__Assigned task__: Given the records below, would you repeat exactly the lines that begin at the one containing "let weights = WeightMatrix::extensive(&masked_overlay);" and end at the one containing "let factor = values.iter().sum::<f64>()", inclusive?
>>>
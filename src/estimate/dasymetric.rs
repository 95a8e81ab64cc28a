use geo::Area;
use serde::{Deserialize, Serialize};
use tracing::warn;

use crate::error::{Error, Result};
use crate::geometry;
use crate::layer::{Layer, PolygonFeature};
use crate::mask::AncillaryMask;
use crate::overlay::{Overlay, DEFAULT_SLIVER_AREA};
use crate::weights::WeightMatrix;

use super::{EstimateSet, EstimateStatus, TargetEstimate};

/// How the binary mask selects the eligible sub-area of each source.
#[derive(Debug, Clone, Copy, PartialEq, Eq, Serialize, Deserialize)]
pub enum MaskMode {
    /// The mask marks where the variable exists: keep the masked-in part.
    Clip,
    /// The mask marks where the variable cannot exist: keep the complement.
    Difference,
}

/// Configuration for the binary dasymetric estimator.
#[derive(Debug, Clone)]
pub struct DasymetricConfig {
    /// Source attribute column to interpolate (extensive).
    pub column: String,
    pub mask: AncillaryMask,
    pub mode: MaskMode,
    /// Indicator threshold at which a continuous mask zone counts as
    /// eligible. Binary masks use 1.0 zones, so any threshold ≤ 1 works.
    pub threshold: f64,
    /// Rescale estimates so their total matches the source total (on by
    /// default, compensating mask-edge loss).
    pub rescale_total: bool,
}

impl DasymetricConfig {
    pub fn new(column: impl Into<String>, mask: AncillaryMask) -> Self {
        Self {
            column: column.into(),
            mask,
            mode: MaskMode::Clip,
            threshold: 0.5,
            rescale_total: true,
        }
    }

    /// Use difference-mode masking (builder style).
    pub fn with_mode(mut self, mode: MaskMode) -> Self {
        self.mode = mode;
        self
    }

    /// Binarization threshold for continuous masks (builder style).
    pub fn with_threshold(mut self, threshold: f64) -> Self {
        self.threshold = threshold;
        self
    }
}

/// Binary dasymetric redistribution: the same proportional formula as areal
/// weighting, but weights come from the mask-restricted overlay and each
/// source's density is `value / masked_area` instead of `value / area`,
/// concentrating the value into the eligible sub-area.
///
/// Masking reuses the shared overlay engine against clipped source
/// geometries rather than duplicating intersection logic. Sources whose
/// eligible area is empty contribute nothing; that is a logged coverage gap,
/// not an error. A mask that does not cover the source extent is
/// [`Error::MaskAlignment`] (fatal).
pub(super) fn estimate(
    sources: &Layer,
    targets: &Layer,
    overlay: &Overlay,
    config: &DasymetricConfig,
) -> Result<EstimateSet> {
    let values = sources.column(&config.column)?;
    config.mask.check_covers(sources)?;

    let eligible = config.mask.binarize(config.threshold).ok_or_else(|| Error::MaskAlignment {
        detail: format!("no mask zone reaches threshold {}", config.threshold),
    })?;

    // Restrict each source to its eligible sub-area.
    let mut kept = Vec::with_capacity(sources.len());
    let mut kept_values = Vec::with_capacity(sources.len());
    for (s, feature) in sources.features().iter().enumerate() {
        let masked = match config.mode {
            MaskMode::Clip => geometry::clip(&feature.geometry, &eligible),
            MaskMode::Difference => geometry::erase(&feature.geometry, &eligible),
        };
        if masked.unsigned_area() <= DEFAULT_SLIVER_AREA {
            warn!(source = %feature.id, "source has no eligible area under mask; value excluded");
            continue;
        }
        kept.push(PolygonFeature::new(feature.id.clone(), masked));
        kept_values.push(values[s]);
    }

    // Boolean-op output is structurally sound; skip revalidation.
    let masked_sources = Layer::from_validated(kept);
    let masked_overlay = Overlay::compute(&masked_sources, targets)?;
    let weights = WeightMatrix::extensive(&masked_overlay);
    let mut out = weights.redistribute(&kept_values);

    if config.rescale_total {
        let estimated: f64 = out.iter().sum();
        if estimated > 0.0 {
            let factor = values.iter().sum::<f64>() / estimated;
            for v in &mut out {
                *v *= factor;
            }
        }
    }

    let estimates = out.into_iter().enumerate()
        .map(|(t, value)| {
            let covered = masked_overlay.entries_for_target(t).next().is_some();
            if !covered {
                warn!(target = %targets.id(t), "target has no overlap with any eligible source area");
            }
            TargetEstimate {
                id: targets.id(t).clone(),
                value,
                coverage: overlay.coverage(t),
                uncertainty: None,
                status: if covered { EstimateStatus::Estimated } else { EstimateStatus::Uncovered },
            }
        })
        .collect();

    Ok(EstimateSet { column: config.column.clone(), estimates, convergence: None })
}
<<<
__Solved problem__:
    let weights = WeightMatrix::extensive(&masked_overlay);
    let mut out = weights.redistribute(&kept_values);

    if config.rescale_total {
        let estimated: f64 = out.iter().sum();
        if estimated > 0.0 {
            let factor = values.iter().sum::<f64>() / estimated;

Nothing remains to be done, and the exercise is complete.